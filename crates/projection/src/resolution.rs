//! Resolution estimation across projections.
//!
//! A target resolution only has a fixed ground size at a given point, so the
//! matching source resolution is estimated at the centre of the target view.

use reproj_common::{Coordinate, Projection, ProjectionCode, Units};

use crate::registry::ProjectionRegistry;

/// Mean earth radius used for great-circle distances.
pub const EARTH_RADIUS: f64 = 6371008.8;

/// Great-circle (haversine) distance in meters between two lon/lat points.
pub fn get_distance(c1: Coordinate, c2: Coordinate) -> f64 {
    let lat1 = c1[1].to_radians();
    let lat2 = c2[1].to_radians();
    let delta_lat_by_2 = (lat2 - lat1) / 2.0;
    let delta_lon_by_2 = (c2[0] - c1[0]).to_radians() / 2.0;
    let a = delta_lat_by_2.sin() * delta_lat_by_2.sin()
        + delta_lon_by_2.sin() * delta_lon_by_2.sin() * lat1.cos() * lat2.cos();
    2.0 * EARTH_RADIUS * a.sqrt().atan2((1.0 - a).sqrt())
}

/// Resolution of `projection` at `point`, in the projection's own units.
///
/// Degrees pass through. Projections with no transform to EPSG:4326 scale by
/// their meters-per-unit. Everything else measures a one-pixel cross around
/// `point` on the sphere.
pub fn get_point_resolution(
    registry: &ProjectionRegistry,
    projection: &Projection,
    resolution: f64,
    point: Coordinate,
) -> f64 {
    if projection.units == Units::Degrees {
        return resolution;
    }

    let geographic = registry
        .get(&ProjectionCode::Epsg4326)
        .cloned();
    let to_geographic = geographic
        .as_ref()
        .and_then(|g| registry.transform_fn(projection, g));

    let point_resolution = match to_geographic {
        Some(transform) if !transform.is_identity() => {
            let half = resolution / 2.0;
            let left = transform.apply([point[0] - half, point[1]]);
            let right = transform.apply([point[0] + half, point[1]]);
            let bottom = transform.apply([point[0], point[1] - half]);
            let top = transform.apply([point[0], point[1] + half]);
            let width = get_distance(left, right);
            let height = get_distance(bottom, top);
            (width + height) / 2.0
        }
        _ => return resolution * projection.meters_per_unit().unwrap_or(1.0),
    };

    match projection.meters_per_unit() {
        Some(mpu) => point_resolution / mpu,
        None => point_resolution,
    }
}

/// Estimate the source resolution matching `target_resolution` at `target_center`.
pub fn calculate_source_resolution(
    registry: &ProjectionRegistry,
    source: &Projection,
    target: &Projection,
    target_center: Coordinate,
    target_resolution: f64,
) -> f64 {
    let source_center = registry
        .transform_fn(target, source)
        .map(|t| t.apply(target_center))
        .unwrap_or(target_center);

    let mut source_resolution = get_point_resolution(registry, target, target_resolution, target_center);

    if let Some(mpu) = target.meters_per_unit() {
        source_resolution *= mpu;
    }
    if let Some(mpu) = source.meters_per_unit() {
        source_resolution /= mpu;
    }

    let center_in_source = registry
        .bounds_of(source)
        .map(|e| e.contains_coordinate(source_center))
        .unwrap_or(true);
    if center_in_source {
        let compensation =
            get_point_resolution(registry, source, source_resolution, source_center) / source_resolution;
        if compensation.is_finite() && compensation > 0.0 {
            source_resolution /= compensation;
        }
    }

    source_resolution
}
::::::
### PROBLEM DETAILS
What lines in the data above contain the word "Some"? Show them all.

### THE ANSWER
        Some(transform) if !transform.is_identity() => {
        Some(mpu) => point_resolution / mpu,
    if let Some(mpu) = target.meters_per_unit() {
    if let Some(mpu) = source.meters_per_unit() {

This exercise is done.